Dataset entries:

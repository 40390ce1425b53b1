//! Canonical byte form of a document.
//!
//! Property order: keys are compared by remapping a leading `_` to U+FFFF
//! (so reserved keys sort after everything else), then code-point-wise.
//! Output is 2-space indented UTF-8 JSON with LF line endings; arrays keep
//! their input order; nested objects recurse through the same rule.
//!
//! Values that cannot round-trip through JSON (functions, symbols,
//! `undefined`) have no representation in [`serde_json::Value`] to begin
//! with, so the "silently dropped" case from the wire format never arises
//! here; [`crate::Error::InvalidJsonObject`] is reserved for malformed input
//! arriving from outside Rust's type system (e.g. a foreign wire decoder).

use serde_json::{Map, Value};

use crate::document::Document;
use crate::error::Error;

fn sort_key(key: &str) -> String {
    if let Some(rest) = key.strip_prefix('_') {
        format!("\u{ffff}{rest}")
    } else {
        key.to_owned()
    }
}

fn canonicalize(value: Value) -> Value {
    match value {
        Value::Object(map) => {
            let mut entries: Vec<(String, Value)> = map.into_iter().collect();
            entries.sort_by(|(a, _), (b, _)| sort_key(a).cmp(&sort_key(b)));
            let mut sorted = Map::new();
            for (k, v) in entries {
                sorted.insert(k, canonicalize(v));
            }
            Value::Object(sorted)
        }
        Value::Array(items) => Value::Array(items.into_iter().map(canonicalize).collect()),
        other => other,
    }
}

/// Produce the canonical byte form of a document: 2-space indented JSON,
/// keys sorted per the rule above, in-document `_id` set to `full_id`
/// (the collection-prefixed id, not the short form presented at the API).
///
/// # Errors
/// Returns [`Error::Json`] if the document's body contains a value that
/// `serde_json` itself cannot serialize (this should not normally happen
/// for values already held in a [`serde_json::Value`]).
pub fn to_canonical_bytes(doc: &Document, full_id: &str) -> Result<Vec<u8>, Error> {
    let mut doc = doc.clone();
    doc.id = full_id.to_owned();
    let value = canonicalize(doc.to_json_value());
    let mut out = serde_json::to_vec_pretty(&value)?;
    out.push(b'\n');
    Ok(out)
}
//! Sync event subscription (§4.7/§6): `{change, localChange, remoteChange,
//! paused, active, start, complete, error}`, each firing exactly once per
//! sync completion, in that order, plus `paused`/`active` on pause/resume
//! transitions.

use crate::stats::SyncResult;

/// Which event a handler wants to receive.
#[derive(Clone, Copy, Debug, PartialEq, Eq, Hash)]
pub enum SyncEventKind {
    /// Both local and remote changed (merge happened).
    Change,
    /// Only the local replica advanced (push-only, or local side of a merge).
    LocalChange,
    /// Only the remote replica advanced (fast-forward, or remote side of a merge).
    RemoteChange,
    /// The session was paused.
    Paused,
    /// The session resumed after a pause.
    Active,
    /// A sync attempt began.
    Start,
    /// A sync attempt finished successfully.
    Complete,
    /// A sync attempt failed (after exhausting retries).
    Error,
}

/// Identifying information about the task that produced an event, passed
/// alongside every event payload.
#[derive(Clone, Debug, PartialEq, Eq)]
pub struct TaskMetadata {
    /// The task id assigned at enqueue time.
    pub task_id: String,
    /// The remote this sync session targets.
    pub remote: String,
}

/// An error as delivered to an `error` event handler.
///
/// Holds a rendered message rather than the originating [`crate::Error`]
/// itself: the error is also returned to the caller of `trySync`/`tryPush`,
/// and `Error` isn't `Clone`, so handlers get the formatted description
/// instead of a second owned copy.
#[derive(Clone, Debug, PartialEq, Eq)]
pub struct SyncErrorInfo {
    /// `Display` output of the error that failed the sync attempt.
    pub message: String,
}

/// A single fired sync event, carrying whatever payload its kind implies.
#[derive(Clone, Debug)]
pub enum SyncEvent {
    /// `start`: a sync attempt began.
    Start(TaskMetadata),
    /// `change`/`localChange`/`remoteChange`: a side (or both) advanced.
    Change(SyncEventKind, SyncResult, TaskMetadata),
    /// `complete`: a sync attempt finished successfully.
    Complete(TaskMetadata),
    /// `error`: a sync attempt failed.
    Error(SyncErrorInfo, TaskMetadata),
    /// `paused`/`active`: the live scheduler changed state.
    StateChange(SyncEventKind, TaskMetadata),
}

impl SyncEvent {
    /// The event kind this instance represents, matching the kind a handler
    /// registered for via [`crate::sync::SyncSession::on`].
    #[must_use]
    pub fn kind(&self) -> SyncEventKind {
        match self {
            Self::Start(_) => SyncEventKind::Start,
            Self::Change(kind, ..) => *kind,
            Self::Complete(_) => SyncEventKind::Complete,
            Self::Error(..) => SyncEventKind::Error,
            Self::StateChange(kind, _) => *kind,
        }
    }
}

## [WHAT THIS TASK INVOLVES]
Copy all the lines above that hold the string "canonicalize".

## [TASK OUTPUT]
fn canonicalize(value: Value) -> Value {
                sorted.insert(k, canonicalize(v));
        Value::Array(items) => Value::Array(items.into_iter().map(canonicalize).collect()),
    let value = canonicalize(doc.to_json_value());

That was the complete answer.